*Work item:* Set down the listing below verbatim, but only from its first line through the line containing "let code = wrap(&ctx, Work".
[Working data Boundary: Start]
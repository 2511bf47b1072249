// SPDX-FileCopyrightText: 2025-2026 RAprogramm <andrey.rozanov.vl@gmail.com>
// SPDX-License-Identifier: MIT

//! Suspension delivery: the outcome is reported through the `callback`
//! parameter added to the method signature.

use proc_macro2::TokenStream;
use quote::quote;

use super::Work;
use crate::context::Context;

/// Name of the callback parameter.
pub const CALLBACK: &str = "callback";

/// Schedule `work` with `launch`, reporting to `callback`.
pub fn wrap(ctx: &Context<'_>, work: Work) -> TokenStream {
    let rt = &ctx.runtime;
    let callback = quote::format_ident!("{}", CALLBACK);
    let Work {
        setup,
        capture,
        body,
        value,
        in_transaction
    } = work;
    quote! {
        #setup
        #rt::launch(&self.__db, #in_transaction, #callback, {
            #capture
            move |_signal: &#rt::CancellationSignal| -> ::std::result::Result<#value, #rt::DaoError> {
                #body
            }
        });
    }
}

#[cfg(test)]
mod tests {
    use super::*;
    use crate::{Options, model::InterfaceModel, result::capture_db};

    #[test]
    fn launch_receives_callback() {
        let model = InterfaceModel::new("Dao");
        let ctx = Context::new(&model, &Options::default());
        let code = wrap(&ctx, Work {
            setup: TokenStream::new(),
            capture: capture_db(),
            body: quote!(::std::result::Result::Ok(1)),
            value: quote!(i64),
            in_transaction: true
        })
        .to_string()
        .replace(' ', "");
        assert!(code.starts_with("::daogen_core::launch(&self.__db,true,callback,{"));
        assert!(code.ends_with("});"));
    }
}
// SPDX-FileCopyrightText: 2025-2026 RAprogramm <andrey.rozanov.vl@gmail.com>
// SPDX-License-Identifier: MIT

//! Stream delivery: the work re-runs whenever an observed table changes.

use proc_macro2::TokenStream;
use quote::quote;

use super::Work;
use crate::context::Context;

/// Re-run `work` with `create_stream` on every invalidation of `tables`.
///
/// The body must evaluate to `Result<Option<V>, DaoError>`; `Ok(None)` is
/// not emitted.
pub fn wrap(ctx: &Context<'_>, work: Work, tables: &[String]) -> TokenStream {
    let rt = &ctx.runtime;
    let Work {
        setup,
        capture,
        body,
        value,
        in_transaction
    } = work;
    quote! {
        #setup
        #rt::create_stream(&self.__db, #in_transaction, &[#(#tables),*], {
            #capture
            move || -> ::std::result::Result<::std::option::Option<#value>, #rt::DaoError> {
                #body
            }
        })
    }
}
[Working data Boundary: End]
*Solution to this problem:*
repository 2511bf47b1072249
// SPDX-FileCopyrightText: 2025-2026 RAprogramm <andrey.rozanov.vl@gmail.com>
// SPDX-License-Identifier: MIT

//! Suspension delivery: the outcome is reported through the `callback`
//! parameter added to the method signature.

use proc_macro2::TokenStream;
use quote::quote;

use super::Work;
use crate::context::Context;

/// Name of the callback parameter.
pub const CALLBACK: &str = "callback";

/// Schedule `work` with `launch`, reporting to `callback`.
pub fn wrap(ctx: &Context<'_>, work: Work) -> TokenStream {
    let rt = &ctx.runtime;
    let callback = quote::format_ident!("{}", CALLBACK);
    let Work {
        setup,
        capture,
        body,
        value,
        in_transaction
    } = work;
    quote! {
        #setup
        #rt::launch(&self.__db, #in_transaction, #callback, {
            #capture
            move |_signal: &#rt::CancellationSignal| -> ::std::result::Result<#value, #rt::DaoError> {
                #body
            }
        });
    }
}

#[cfg(test)]
mod tests {
    use super::*;
    use crate::{Options, model::InterfaceModel, result::capture_db};

    #[test]
    fn launch_receives_callback() {
        let model = InterfaceModel::new("Dao");
        let ctx = Context::new(&model, &Options::default());
        let code = wrap(&ctx, Work {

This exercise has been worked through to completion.